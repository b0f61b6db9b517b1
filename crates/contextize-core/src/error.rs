use thiserror::Error;

pub type Result<T> = std::result::Result<T, HostError>;

#[derive(Debug, Error)]
pub enum HostError {
    #[error("render did not settle after {passes} passes")]
    Unsettled { passes: usize },

    #[error("no button labelled {label:?} in the current frame")]
    NoSuchTarget { label: String },
}
impl Runtime {
    /// Create a runtime without rendering.
    #[must_use]
    pub fn new(root: Element) -> Self {
        Self::with_config(root, RuntimeConfig::default())
    }

    /// Create a runtime with explicit config, without rendering.
    #[must_use]
    pub fn with_config(root: Element, config: RuntimeConfig) -> Self {
        Self {
            root,
            config,
            shared: Rc::new(Shared::default()),
            instances: AHashMap::new(),
            slots: AHashMap::new(),
            next_slot: 0,
            pass: 0,
            frame: Frame::default(),
            stats: RenderStats::default(),
        }
    }

    /// Create a runtime and render it until settled.
    pub fn mount(root: Element) -> Result<Self> {
        let mut runtime = Self::new(root);
        runtime.render()?;
        Ok(runtime)
    }

    /// Run one pass, then [`settle`](Self::settle).
    pub fn render(&mut self) -> Result<&Frame> {
        self.commit();
        self.settle()?;
        Ok(&self.frame)
    }

    /// Swap the root element and render.
    pub fn set_root(&mut self, root: Element) -> Result<&Frame> {
        self.root = root;
        self.render()
    }

    /// Apply queued state writes in order, running one pass per effective
    /// change. Returns the number of passes run.
    pub fn settle(&mut self) -> Result<usize> {
        let mut passes = 0;
        while let Some(update) = self.shared.next_update() {
            update();
            if !self.shared.has_dirty() {
                continue;
            }
            if passes >= self.config.max_passes {
                warn!(passes, pending = self.shared.pending(), "render did not settle");
                return Err(HostError::Unsettled { passes });
            }
            passes += 1;
            self.commit();
        }
        Ok(passes)
    }

    /// Click the first button whose text contains `label`, then settle.
    pub fn click(&mut self, label: &str) -> Result<usize> {
        let callback = self
            .frame
            .find_button(label)
            .ok_or_else(|| HostError::NoSuchTarget {
                label: label.to_string(),
            })?;
        callback.call();
        self.settle()
    }

    /// Output of the latest pass.
    #[must_use]
    pub fn frame(&self) -> &Frame {
        &self.frame
    }

    /// Invocation counters.
    #[must_use]
    pub fn stats(&self) -> &RenderStats {
        &self.stats
    }

    /// Number of passes committed so far.
    #[must_use]
    pub fn passes(&self) -> u64 {
        self.pass
    }

    /// Number of mounted component instances.
    #[must_use]
    pub fn mounted(&self) -> usize {
        self.instances.len()
    }

    fn commit(&mut self) {
        self.pass += 1;
        let invoked_before = self.stats.total;
        let mut state = PassState {
            pass: self.pass,
            dirty: self.shared.take_dirty(),
            published: Vec::new(),
            effects: Vec::new(),
        };
        let root = self.root.clone();
        let mut path = Vec::new();
        let mut nodes = Vec::new();
        self.walk_child(0, &root, &mut path, &mut state, &mut nodes);
        self.sweep(state.pass);
        self.frame = Frame::new(nodes);
        debug!(
            pass = self.pass,
            invoked = self.stats.total - invoked_before,
            mounted = self.instances.len(),
            effects = state.effects.len(),
            "render pass committed"
        );
        for effect in state.effects {
            effect();
        }
    }

    fn sweep(&mut self, pass: u64) {
        self.instances.retain(|path, instance| {
            let keep = instance.seen == pass;
            if !keep {
                trace!(component = %instance.name, depth = path.len(), "component unmounted");
            }
            keep
        });
        self.slots.retain(|_, slot| slot.seen == pass);
    }

    fn walk_child(
        &mut self,
        index: usize,
        element: &Element,
        path: &mut Path,
        state: &mut PassState,
        out: &mut Vec<Node>,
    ) {
        path.push(Seg::new(index, element));
        self.walk(element, path, state, out);
        path.pop();
    }

    fn walk(&mut self, element: &Element, path: &mut Path, state: &mut PassState, out: &mut Vec<Node>) {
        match element {
            Element::Empty => {}
            Element::Text(text) => out.push(Node::Text(text.clone())),
            Element::Fragment(children) => {
                for (i, child) in children.iter().enumerate() {
                    self.walk_child(i, child, path, state, out);
                }
            }
            Element::Host(host) => {
                let mut children = Vec::with_capacity(host.children.len());
                for (i, child) in host.children.iter().enumerate() {
                    self.walk_child(i, child, path, state, &mut children);
                }
                out.push(Node::Host(HostNode {
                    name: host.name,
                    children,
                    on_click: host.on_click.clone(),
                }));
            }
            Element::Provide(provide) => self.walk_provide(provide, path, state, out),
            Element::Component(component) => self.walk_component(component, path, state, out),
        }
    }

    fn walk_provide(
        &mut self,
        provide: &ProvideElement,
        path: &mut Path,
        state: &mut PassState,
        out: &mut Vec<Node>,
    ) {
        if !self.slots.contains_key(path.as_slice()) {
            self.next_slot += 1;
            trace!(context = ?provide.context, depth = path.len(), "provider mounted");
            self.slots.insert(
                path.clone(),
                ProviderSlot {
                    id: SlotId(self.next_slot),
                    cell: Observable::new(provide.value.clone()),
                    seen: state.pass,
                },
            );
        }
        let Some(slot) = self.slots.get_mut(path.as_slice()) else {
            return;
        };
        slot.cell.set(provide.value.clone());
        slot.seen = state.pass;
        state.published.push(Published {
            context: provide.context,
            slot: slot.id,
            version: slot.cell.version(),
            value: slot.cell.get(),
        });
        self.walk_child(0, &provide.children, path, state, out);
        state.published.pop();
    }

    fn walk_component(
        &mut self,
        component: &ComponentElement,
        path: &mut Path,
        state: &mut PassState,
        out: &mut Vec<Node>,
    ) {
        let rerun = match self.instances.get(path.as_slice()) {
            None => true,
            Some(instance) => {
                state.dirty.contains(path.as_slice())
                    || instance.props != component.props
                    || instance.reads.iter().any(|r| r.is_stale(&state.published))
            }
        };
        let mut instance = match self.instances.remove(path.as_slice()) {
            Some(instance) => instance,
            None => {
                trace!(component = %component.component.name, depth = path.len(), "component mounted");
                Instance::new(component)
            }
        };
        if rerun {
            instance.props = component.props.clone();
            instance.reads.clear();
            let mut scope = Scope {
                path: path.as_slice(),
                hooks: &mut instance.hooks,
                cursor: 0,
                published: &state.published,
                reads: &mut instance.reads,
                effects: &mut state.effects,
                shared: &self.shared,
            };
            instance.output = (component.component.render)(&mut scope, component.props.as_any());
            self.stats.record(&component.component.name);
        }
        instance.seen = state.pass;
        let output = instance.output.clone();
        self.instances.insert(path.clone(), instance);
        self.walk_child(0, &output, path, state, out);
    }
}
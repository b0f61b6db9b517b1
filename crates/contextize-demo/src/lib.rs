#![forbid(unsafe_code)]

//! Light/dark mode demo driving `contextize` end to end.

pub mod app;
pub mod cli;
pub mod error;

pub use app::{App, MODE_KEY, Mode, ModeState, stored_mode};
pub use cli::{Cli, run, run_from_env};
pub use error::{DemoError, Result};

Task brief:
Filter the records for the word "trace" and show every line that has it.

Task answer:
                trace!(component = %instance.name, depth = path.len(), "component unmounted");
            trace!(context = ?provide.context, depth = path.len(), "provider mounted");
                trace!(component = %component.component.name, depth = path.len(), "component mounted");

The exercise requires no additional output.